Jobs available, qualified candidates not

Wednesday, 30 May 2012 - 8:30am IST | Place: Mumbai | Agency: DNA
Call it a double bind. Compelled as they are to freeze increments and cut jobs in these pressing times, companies must also try and retain key talent, for replacements are hard to find.

Call it a double bind. Compelled as they are to freeze increments and cut jobs in these pressing times, companies must also try and retain key talent, for replacements are hard to find.

A whopping 48% of employers in the country are experiencing difficulty in filling positions in their firms, a survey by ManpowerGroup has found. Particularly difficult to fill are the ranks of IT staff, engineers, sales and marketing people.

“Access to talent is the key competitive differentiator and leaving key positions unfilled due to talent shortage will be a problem in the years to come,” says Sanjay Pandit, managing director, ManpowerGroup India.

Blame it on a lack of adequate technical expertise and hard skills in the candidates, not to forget domain specific qualifications and soft skills.

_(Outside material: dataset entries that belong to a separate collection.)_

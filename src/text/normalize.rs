/// Collapse a string onto a single display line.
///
/// Every run of spaces or ASCII control characters (including tabs, newlines
/// and DEL) becomes one space, and leading/trailing spaces are dropped.
/// Non-ASCII characters pass through untouched.
pub fn normalize(text: &str) -> String {
    let mut out = String::with_capacity(text.len());
    let mut pending_space = false;

    for c in text.chars() {
        if c == ' ' || c.is_ascii_control() {
            pending_space = !out.is_empty();
            continue;
        }
        if pending_space {
            out.push(' ');
            pending_space = false;
        }
        out.push(c);
    }

    out
}

#[cfg(test)]
mod tests {
    use super::*;

    #[test]
    fn collapses_inner_runs() {
        assert_eq!(normalize("Hello     world"), "Hello world");
        assert_eq!(normalize("a\t\tb\r\nc"), "a b c");
    }

    #[test]
    fn trims_both_ends() {
        assert_eq!(normalize("  \n padded \t "), "padded");
        assert_eq!(normalize("   "), "");
        assert_eq!(normalize(""), "");
    }

    #[test]
    fn strips_control_characters() {
        assert_eq!(normalize("bell\x07here\x7Fnow"), "bell here now");
        assert_eq!(normalize("\x00\x1Fx"), "x");
    }

    #[test]
    fn keeps_non_ascii_text() {
        assert_eq!(normalize("Überprüfung  läuft…"), "Überprüfung läuft…");
        assert_eq!(normalize("日本語\u{00A0}テキスト"), "日本語\u{00A0}テキスト");
    }

    #[test]
    fn idempotent() {
        let samples = [
            "Hello     world",
            "  lead",
            "trail \n",
            "\t\x01mixed \x7F  controls\r\n",
            "Übersetzung\t\tfehlt",
            "",
            " ",
        ];
        for s in samples {
            let once = normalize(s);
            assert_eq!(normalize(&once), once, "not idempotent for {s:?}");
        }
    }
}
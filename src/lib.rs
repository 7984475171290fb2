//! Overflow Text
//!
//! Single-line label for localized text that may not fit its box. Fitting
//! text is centered; overflowing text is clipped with a fade hint while idle
//! and scrolls as a marquee while selected.

pub mod config;
pub mod dump;
pub mod error;
pub mod marquee;
pub mod overflow_label;
pub mod render;
pub mod session;
pub mod text;
pub mod tick;
pub mod widget;

pub use config::MarqueeConfig;
pub use error::{Error, Result};
pub use marquee::{Marquee, MarqueePhase, PhaseKind};
pub use overflow_label::{LabelLayers, OverflowLabel};
pub use render::LayoutRect;
pub use text::{FixedAdvanceMeasurer, TextExtent, TextMeasurer};
pub use tick::{ManualTicks, SystemTicks, TickSource};
pub use widget::{Color, Layer, LayerKind, LayerRef, Scene};
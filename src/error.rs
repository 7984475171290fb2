use std::path::PathBuf;
use thiserror::Error;

#[derive(Error, Debug)]
pub enum Error {
    #[error("I/O error: {0}")]
    Io(#[from] std::io::Error),

    #[error("Config parse error: {0}")]
    Config(#[from] serde_json::Error),

    #[error("Cannot read font directory {path}: {source}")]
    FontDir {
        path: PathBuf,
        source: std::io::Error,
    },

    #[error("No fonts found in {0}")]
    NoFonts(PathBuf),

    #[error("Invalid color: {0}")]
    InvalidColor(String),
}

pub type Result<T> = std::result::Result<T, Error>;
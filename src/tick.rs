//! Monotonic tick sources used for all marquee timing.

use std::cell::Cell;
use std::time::Instant;

/// Monotonic counter plus its frequency.
///
/// A frequency of 0 means timing is unavailable; consumers must treat it as
/// "do not animate" rather than divide by it.
pub trait TickSource {
    fn now(&self) -> u64;
    /// Ticks per second.
    fn frequency(&self) -> u64;
}

/// Convert a millisecond duration to ticks at `freq`.
pub fn ms_to_ticks(freq: u64, ms: u64) -> u64 {
    freq.saturating_mul(ms) / 1000
}

/// Wall-clock independent ticks from `Instant`, one tick per nanosecond.
#[derive(Debug, Clone, Copy)]
pub struct SystemTicks {
    origin: Instant,
}

impl SystemTicks {
    pub const FREQUENCY: u64 = 1_000_000_000;

    pub fn new() -> Self {
        Self { origin: Instant::now() }
    }
}

impl Default for SystemTicks {
    fn default() -> Self {
        Self::new()
    }
}

impl TickSource for SystemTicks {
    fn now(&self) -> u64 {
        u64::try_from(self.origin.elapsed().as_nanos()).unwrap_or(u64::MAX)
    }

    fn frequency(&self) -> u64 {
        Self::FREQUENCY
    }
}

/// Tick source advanced explicitly by the host.
///
/// Drives simulations and tests where frame timing must be exact.
#[derive(Debug)]
pub struct ManualTicks {
    now: Cell<u64>,
    frequency: Cell<u64>,
}

impl ManualTicks {
    pub fn new(frequency: u64) -> Self {
        Self { now: Cell::new(0), frequency: Cell::new(frequency) }
    }

    pub fn set(&self, now: u64) {
        self.now.set(now);
    }

    pub fn advance(&self, ticks: u64) {
        self.now.set(self.now.get().saturating_add(ticks));
    }

    pub fn advance_ms(&self, ms: u64) {
        self.advance(ms_to_ticks(self.frequency.get(), ms));
    }

    pub fn set_frequency(&self, frequency: u64) {
        self.frequency.set(frequency);
    }
}

impl TickSource for ManualTicks {
    fn now(&self) -> u64 {
        self.now.get()
    }

    fn frequency(&self) -> u64 {
        self.frequency.get()
    }
}
//! Layer - a single drawable element in a scene.

use super::{ClipLink, next_layer_id};
use crate::{Error, Result};
use std::cell::RefCell;
use std::rc::Rc;

/// Shared handle to a layer. The creating component keeps one to mutate the
/// layer every frame; the scene keeps another to draw it.
pub type LayerRef = Rc<RefCell<Layer>>;

/// RGBA color value, 8 bits per channel.
#[derive(Debug, Clone, Copy, Default, PartialEq, Eq)]
pub struct Color {
    pub r: u8,
    pub g: u8,
    pub b: u8,
    pub a: u8,
}

impl Color {
    pub const BLACK: Self = Self::rgba(0, 0, 0, 255);
    pub const WHITE: Self = Self::rgba(255, 255, 255, 255);
    pub const TRANSPARENT: Self = Self::rgba(0, 0, 0, 0);

    pub const fn rgba(r: u8, g: u8, b: u8, a: u8) -> Self {
        Self { r, g, b, a }
    }

    /// Same color with a different alpha.
    pub const fn with_alpha(self, a: u8) -> Self {
        Self { a, ..self }
    }

    /// Parse `#RRGGBB` or `#RRGGBBAA` (leading `#` optional).
    pub fn from_hex(hex: &str) -> Result<Self> {
        let digits = hex.strip_prefix('#').unwrap_or(hex);
        if !matches!(digits.len(), 6 | 8) || !digits.is_ascii() {
            return Err(Error::InvalidColor(hex.to_string()));
        }
        let channel = |i: usize| {
            u8::from_str_radix(&digits[i..i + 2], 16).map_err(|_| Error::InvalidColor(hex.to_string()))
        };
        let a = if digits.len() == 8 { channel(6)? } else { 255 };
        Ok(Self::rgba(channel(0)?, channel(2)?, channel(4)?, a))
    }
}

/// What a layer draws.
#[derive(Debug, Clone)]
pub enum LayerKind {
    /// Single line of `text` with its top-left corner at (x, y).
    Text,
    /// Filled rectangle.
    Rect,
    /// Starts clipping to the linked region, if it is enabled.
    ClipBegin(ClipLink),
    /// Ends any active clip.
    ClipEnd,
}

impl LayerKind {
    pub fn as_str(&self) -> &'static str {
        match self {
            Self::Text => "Text",
            Self::Rect => "Rect",
            Self::ClipBegin(_) => "ClipBegin",
            Self::ClipEnd => "ClipEnd",
        }
    }
}

/// A drawable element.
#[derive(Debug)]
pub struct Layer {
    /// Unique layer ID.
    pub id: u64,
    pub kind: LayerKind,
    /// Debug name (optional).
    pub name: Option<String>,
    pub x: i32,
    pub y: i32,
    /// Width in pixels (rectangles only).
    pub width: i32,
    /// Height in pixels (rectangles only).
    pub height: i32,
    pub visible: bool,
    /// Fill color for rectangles, glyph color for text.
    pub color: Color,
    /// Text content (text layers only).
    pub text: String,
    pub font_size: u32,
}

impl Layer {
    pub fn new(kind: LayerKind, name: Option<&str>) -> Self {
        Self {
            id: next_layer_id(),
            kind,
            name: name.map(str::to_string),
            x: 0,
            y: 0,
            width: 0,
            height: 0,
            visible: true,
            color: Color::TRANSPARENT,
            text: String::new(),
            font_size: 0,
        }
    }

    pub fn text(name: &str, font_size: u32, color: Color) -> Self {
        Self {
            color,
            font_size,
            ..Self::new(LayerKind::Text, Some(name))
        }
    }

    pub fn rect(name: &str, color: Color) -> Self {
        Self {
            color,
            ..Self::new(LayerKind::Rect, Some(name))
        }
    }

    pub fn into_ref(self) -> LayerRef {
        Rc::new(RefCell::new(self))
    }

    pub fn set_position(&mut self, x: i32, y: i32) {
        self.x = x;
        self.y = y;
    }

    pub fn set_size(&mut self, width: i32, height: i32) {
        self.width = width;
        self.height = height;
    }
}

#[cfg(test)]
mod tests {
    use super::*;

    #[test]
    fn parses_hex_colors() {
        assert_eq!(Color::from_hex("#000000FF").unwrap(), Color::BLACK);
        assert_eq!(Color::from_hex("ff8000").unwrap(), Color::rgba(255, 128, 0, 255));
        assert_eq!(Color::from_hex("#10203040").unwrap(), Color::rgba(16, 32, 48, 64));
    }

    #[test]
    fn rejects_bad_hex() {
        for bad in ["", "#12345", "#GG0000", "#1234567", "#ééé"] {
            assert!(Color::from_hex(bad).is_err(), "{bad:?} should be rejected");
        }
    }

    #[test]
    fn layers_get_unique_ids() {
        let a = Layer::rect("a", Color::BLACK);
        let b = Layer::text("b", 22, Color::WHITE);
        assert_ne!(a.id, b.id);
        assert!(a.visible && b.visible);
        assert_eq!(b.font_size, 22);
    }
}
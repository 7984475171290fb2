//! Text measurement collaborator.

/// Rendered size of a single line of text, in pixels.
#[derive(Debug, Clone, Copy, Default, PartialEq, Eq)]
pub struct TextExtent {
    pub width: i32,
    pub height: i32,
}

/// Measures single-line text at a font size.
///
/// Width must be monotonically non-decreasing in prefix length for a
/// normalized string; prefix fitting relies on it.
pub trait TextMeasurer {
    fn measure(&self, text: &str, font_size: u32) -> TextExtent;
}

/// Measurer where every character has the same advance.
///
/// Used when no font is available and in tests, where exact pixel arithmetic
/// matters. The requested font size is ignored.
#[derive(Debug, Clone, Copy, PartialEq, Eq)]
pub struct FixedAdvanceMeasurer {
    pub advance: i32,
    pub line_height: i32,
}

impl FixedAdvanceMeasurer {
    pub fn new(advance: i32, line_height: i32) -> Self {
        Self { advance, line_height }
    }

    /// Approximate a proportional font of `font_size` pixels.
    pub fn for_font_size(font_size: u32) -> Self {
        let size = font_size as f32;
        Self {
            advance: (size * 0.6).ceil() as i32,
            line_height: (size * 1.2).ceil() as i32,
        }
    }
}

impl TextMeasurer for FixedAdvanceMeasurer {
    fn measure(&self, text: &str, _font_size: u32) -> TextExtent {
        if text.is_empty() {
            return TextExtent::default();
        }
        let chars = i32::try_from(text.chars().count()).unwrap_or(i32::MAX);
        TextExtent {
            width: chars.saturating_mul(self.advance),
            height: self.line_height,
        }
    }
}

#[cfg(test)]
mod tests {
    use super::*;

    #[test]
    fn counts_characters_not_bytes() {
        let m = FixedAdvanceMeasurer::new(10, 20);
        assert_eq!(m.measure("abc", 22), TextExtent { width: 30, height: 20 });
        assert_eq!(m.measure("äöü", 22).width, 30);
        assert_eq!(m.measure("", 22), TextExtent::default());
    }

    #[test]
    fn derived_from_font_size() {
        let m = FixedAdvanceMeasurer::for_font_size(22);
        assert_eq!(m.advance, 14);
        assert_eq!(m.line_height, 27);
    }
}
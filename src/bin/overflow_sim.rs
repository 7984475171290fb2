//! Overflow label simulator - runs a label over a simulated clock and prints
//! the marquee state per frame.
//!
//! Usage:
//!   overflow-sim --text "Installation of title updates in progress" --width 160
//!   overflow-sim --fonts-dir ./fonts --font-size 22 --seconds 10 --every 30
//!   overflow-sim --unselected --dump       # idle state with fade bands

use clap::Parser;
use std::path::PathBuf;
use std::rc::Rc;
use tracing_subscriber::EnvFilter;

use overflow_text::dump::print_scene;
use overflow_text::render::FontMeasurer;
use overflow_text::{Color, FixedAdvanceMeasurer, ManualTicks, MarqueeConfig, OverflowLabel, Scene, TextMeasurer};

/// Ticks per second of the simulated clock.
const SIM_FREQUENCY: u64 = 19_200_000;

#[derive(Parser)]
#[command(name = "overflow-sim")]
#[command(about = "Simulate an overflowing label frame by frame")]
struct Cli {
    /// Label text (normalized to a single line)
    #[arg(short, long, default_value = "Installing localized content, please do not turn off the console")]
    text: String,

    /// Box width in pixels
    #[arg(long, default_value_t = 240)]
    width: i32,

    /// Box height in pixels
    #[arg(long, default_value_t = 32)]
    height: i32,

    #[arg(long, default_value_t = 22)]
    font_size: u32,

    /// Measure with fonts from this directory instead of a fixed advance
    #[arg(long)]
    fonts_dir: Option<PathBuf>,

    /// Frames per second
    #[arg(long, default_value_t = 60)]
    fps: u64,

    /// Simulated duration
    #[arg(long, default_value_t = 6)]
    seconds: u64,

    /// Leave the label unselected (idle clipped view)
    #[arg(long)]
    unselected: bool,

    /// Print every Nth frame
    #[arg(long, default_value_t = 15)]
    every: u64,

    /// Marquee config file (defaults to the user config path)
    #[arg(long)]
    config: Option<PathBuf>,

    /// Background color as #RRGGBB[AA]
    #[arg(long, default_value = "#000000FF")]
    background: String,

    /// Dump the scene after the last frame
    #[arg(long)]
    dump: bool,
}

fn main() -> Result<(), Box<dyn std::error::Error>> {
    tracing_subscriber::fmt()
        .with_env_filter(EnvFilter::from_default_env())
        .init();

    let cli = Cli::parse();
    let config_path = cli.config.clone().unwrap_or_else(MarqueeConfig::default_path);
    let config = MarqueeConfig::load(&config_path);

    let measurer: Rc<dyn TextMeasurer> = match &cli.fonts_dir {
        Some(dir) => Rc::new(FontMeasurer::from_dir(dir)?),
        None => Rc::new(FixedAdvanceMeasurer::for_font_size(cli.font_size)),
    };
    let ticks = Rc::new(ManualTicks::new(SIM_FREQUENCY));

    let mut scene = Scene::new();
    let mut label = OverflowLabel::with_config(cli.font_size, Color::WHITE, measurer, ticks.clone(), config);
    label.set_background_color(Color::from_hex(&cli.background)?);
    label.set_bounds(0, 0, cli.width, cli.height);
    label.set_text(&cli.text);
    label.attach(&mut scene);
    label.set_selected(!cli.unselected, false);

    println!("text:        {:?}", label.text());
    println!("clipped:     {:?}", label.clipped_text());
    println!("overflowing: {}", label.is_overflowing());
    println!();
    println!("{:>6} {:>8}  {:<9} {:>6} {:>5}  clip", "frame", "ms", "phase", "offset", "alpha");

    let fps = cli.fps.max(1);
    let frame_ticks = SIM_FREQUENCY / fps;
    let frames = cli.seconds * fps;
    let every = cli.every.max(1);
    for frame in 0..=frames {
        if frame > 0 {
            ticks.advance(frame_ticks);
        }
        label.update(false);
        if frame % every == 0 || frame == frames {
            let clip = label
                .clip_rect()
                .map(|r| format!("({},{}) {}x{}", r.x, r.y, r.width, r.height))
                .unwrap_or_else(|| "off".to_string());
            println!(
                "{:>6} {:>8}  {:<9} {:>6} {:>5}  {}",
                frame,
                frame * 1000 / fps,
                label.phase().as_str(),
                label.scroll_offset(),
                label.fade_alpha(),
                clip
            );
        }
    }

    if cli.dump {
        print_scene(&scene, false);
    }
    Ok(())
}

Other human resource players appear to concur with the findings.
“Functions, such as hardcore research and development, innovation and technology, where specific skills are needed, are generally areas facing acute talent shortage,” says Sunil Goel, director of talent search firm GlobalHunt India.

Undesirable geographical locations and the candidates’ quest for higher pay only make things more difficult for companies.

“Firms often face a mismatch between the expertise of candidates who have applied for a post and the job requirements,” says a senior official from a health care firm in Bangalore. “We then reject the candidate and start hunting for those who come closest to fitting the role.”

Such shortage of talent leads to firms investing heavily in training new recruits, to make them productive.

In the IT sector, for instance, the average amount spent on training an individual is around Rs2 lakh, Santanu Paul, managing director, TalentSprint, a talent management firm, points out.

According to estimates by education services firm Aspire Human Capital Management, less than 25% of the country’s youth are employable, and get jobs compatible with their qualifications.

“The remaining 75% are either unemployed, disguisedly employed (getting jobs incompatible with their education) or are forced to be self-employed,” says Amit Bhatia, CEO of Aspire.
For all that, talent shortage can be addressed, says the Manpower survey. The solution — focus more on retention in jobs where recruitment is difficult, increase salaries, partner with educational institutions to create curriculums aligned to talent requirements.